Reports of 'The White Thang' describe a creature standing eight feet tall, covered in thick white hair. Others speak of a white lion with glowing red eyes that resembles a kangaroo with the head of a cat.
2. Alaska: Tizheruk
The 'Loch Ness Monster' of Alaska, Caddy the Tizheruk resurfaced in 2009 in grainy video footage shot by a fisherman who was, by all accounts, lucky not to be snatched from the deck by a notoriously snappy sea-monster.
Witness reports of Tizheruk describe a giant sea serpent, 15 feet long with a flipper. The sea creature has been said to snatch people from docks and piers.
3. Arizona: Mogollon Monster
This "hirsute bogeyman" is said to be a Bigfootish creature, whose existence is traceable to Native American legends. Some say he's an exiled chief; others, the man who stole another chief's bride – and was transformed by the local medicine man as a punishment.
The Mogollon Monster is described as bipedal and covered with long black or reddish-brown hair, apart from on his face, hands, feet and chest. The beast stands around seven feet tall, has huge red eyes and gives off a terrible stink.
4. Arkansas: Fouke Monster
The Fouke Monster has been the subject of two documentaries in which the filmmakers visited the area to investigate rumors of a big hairy beast. Both groups were lucky in that they returned from the trip unharmed… and unfortunately without any evidence.

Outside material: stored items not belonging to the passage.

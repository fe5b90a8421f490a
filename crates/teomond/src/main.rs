//! teomond — Teomon monitoring collector daemon.

use std::sync::Arc;
use std::time::Duration;

use anyhow::{Context, Result};
use chrono::Utc;
use tokio::net::TcpListener;
use tokio::sync::broadcast;

use teomon_core::config::TeomonConfig;
use teomon_core::param::{PARAM_HOST, PARAM_MACHINE_ID, PARAM_ONLINE, PARAM_PEERS};
use teomon_core::wire::PROTOCOL_VERSION;
use teomon_core::MetricRecord;

use teomon_api::ApiState;
use teomon_services::{
    CommandDispatcher, HealthMonitor, PeerRegistry, TcpTransport, Transport, TransportEvent,
};

mod host;

#[tokio::main]
async fn main() -> Result<()> {
    tracing_subscriber::fmt()
        .with_env_filter(tracing_subscriber::EnvFilter::from_default_env())
        .init();

    // Load config
    if let Err(e) = TeomonConfig::write_default_if_missing() {
        tracing::warn!(error = %e, "failed to write default config");
    }
    let config = TeomonConfig::load().unwrap_or_else(|e| {
        tracing::warn!(error = %e, "failed to load config, using defaults");
        TeomonConfig::default()
    });
    tracing::info!(
        address = %config.identity.address,
        listen = %config.network.listen_addr,
        api_port = config.network.api_port,
        "teomond starting"
    );

    // Registry
    let registry = PeerRegistry::new();
    let peers_file = config.storage.peers_file.clone();
    if peers_file.exists() {
        if let Err(e) = registry.load(&peers_file) {
            tracing::warn!(path = %peers_file.display(), error = %e, "failed to load registry, starting empty");
        }
    }

    // Transport
    let (transport, inbound) = TcpTransport::new(config.identity.address.clone());
    let listener = TcpListener::bind(&config.network.listen_addr)
        .await
        .with_context(|| format!("failed to bind {}", config.network.listen_addr))?;
    let shared: Arc<dyn Transport> = Arc::new(transport.clone());

    // Own record
    let own = own_record(&config, !registry.contains(&config.identity.address));
    registry.add(own);

    // ── Shutdown channel ─────────────────────────────────────────────────────
    let (shutdown_tx, _) = broadcast::channel::<()>(1);

    {
        let shutdown = shutdown_tx.clone();
        tokio::spawn(async move {
            tokio::signal::ctrl_c().await.ok();
            tracing::info!("shutdown signal received");
            let _ = shutdown.send(());
        });
    }

    // ── Spawn tasks ──────────────────────────────────────────────────────────

    let listener_task = tokio::spawn(transport.clone().serve(listener, shutdown_tx.subscribe()));

    let dispatcher = CommandDispatcher::collector(
        registry.clone(),
        peers_file.clone(),
        config.collector.keep_params_on_reannounce,
    );
    let dispatch_task = tokio::spawn(dispatcher.run(
        shared.clone(),
        inbound,
        shutdown_tx.subscribe(),
    ));

    let health = HealthMonitor::new(
        registry.clone(),
        shared.clone(),
        Duration::from_millis(config.collector.health_interval_ms),
    );
    let health_task = tokio::spawn(health.run(shutdown_tx.subscribe()));

    let peers_task = tokio::spawn(track_own_peers(
        registry.clone(),
        shared.clone(),
        shutdown_tx.subscribe(),
    ));

    let api_task = {
        let state = ApiState {
            registry: registry.clone(),
            transport: shared.clone(),
            peers_file: peers_file.clone(),
            shutdown_tx: shutdown_tx.clone(),
        };
        let port = config.network.api_port;
        tokio::spawn(async move {
            if let Err(e) = teomon_api::serve(state, port).await {
                tracing::error!(error = %e, "API server failed");
            }
        })
    };

    // ── Wait for exit ────────────────────────────────────────────────────────

    let mut shutdown_rx = shutdown_tx.subscribe();

    tokio::select! {
        _ = shutdown_rx.recv()   => tracing::info!("shutting down"),
        r = listener_task        => tracing::error!("transport listener exited: {:?}", r),
        r = dispatch_task        => tracing::error!("dispatcher exited: {:?}", r),
        r = health_task          => tracing::error!("health monitor exited: {:?}", r),
        r = peers_task           => tracing::error!("peers tracker exited: {:?}", r),
        r = api_task             => tracing::error!("API task exited: {:?}", r),
    }
    let _ = shutdown_tx.send(());

    if config.storage.save_on_exit {
        match registry.save(&peers_file) {
            Ok(count) => tracing::info!(count, path = %peers_file.display(), "registry saved on exit"),
            Err(e) => tracing::error!(error = %e, "failed to save registry on exit"),
        }
    }

    Ok(())
}

/// The collector's own registry entry.
fn own_record(config: &TeomonConfig, is_new: bool) -> MetricRecord {
    let mut m = MetricRecord::new(&config.identity.address, &config.identity.app_short);
    m.app_name = config.identity.app_name.clone();
    m.app_version = env!("CARGO_PKG_VERSION").to_string();
    m.protocol_version = PROTOCOL_VERSION.to_string();
    m.start_time = Utc::now();
    m.is_new = is_new;
    m.params.upsert(PARAM_ONLINE, true);
    m.params.upsert(PARAM_PEERS, 0i64);
    m.params.upsert(PARAM_HOST, host::hostname());
    m.params.upsert(PARAM_MACHINE_ID, host::machine_id());
    m
}

/// Keep the collector's own `peers` parameter equal to its connection count.
async fn track_own_peers(
    registry: PeerRegistry,
    transport: Arc<dyn Transport>,
    mut shutdown: broadcast::Receiver<()>,
) {
    let mut events = transport.subscribe();
    loop {
        tokio::select! {
            _ = shutdown.recv() => return,
            ev = events.recv() => {
                match ev {
                    Ok(TransportEvent::Connected(_) | TransportEvent::Disconnected(_))
                    | Err(broadcast::error::RecvError::Lagged(_)) => {
                        let peers = transport.num_peers();
                        let param = teomon_core::Parameter::new(PARAM_PEERS, peers);
                        if let Err(e) = registry.set_param(transport.address(), param) {
                            tracing::debug!(error = %e, "own peers not updated");
                        }
                    }
                    Err(broadcast::error::RecvError::Closed) => return,
                }
            }
        }
    }
}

People who have glimpsed the beast describe a large, red-eyed creature covered in long dark hair. Some say it stands around seven feet tall, others say 10 feet. It swings its arms like a monkey and smells like a wet dog combined with a skunk.
5. California: Tahoe Tessie
The Native Chumash tribe of California's central coast has been around for thousands of years, and even they call the Dark Watchers 'The Old Ones'. More recently, John Steinbeck wrote of the mysterious figures: "No one knew who the watchers were, nor where they lived, but it was better to ignore them and never to show interest in them."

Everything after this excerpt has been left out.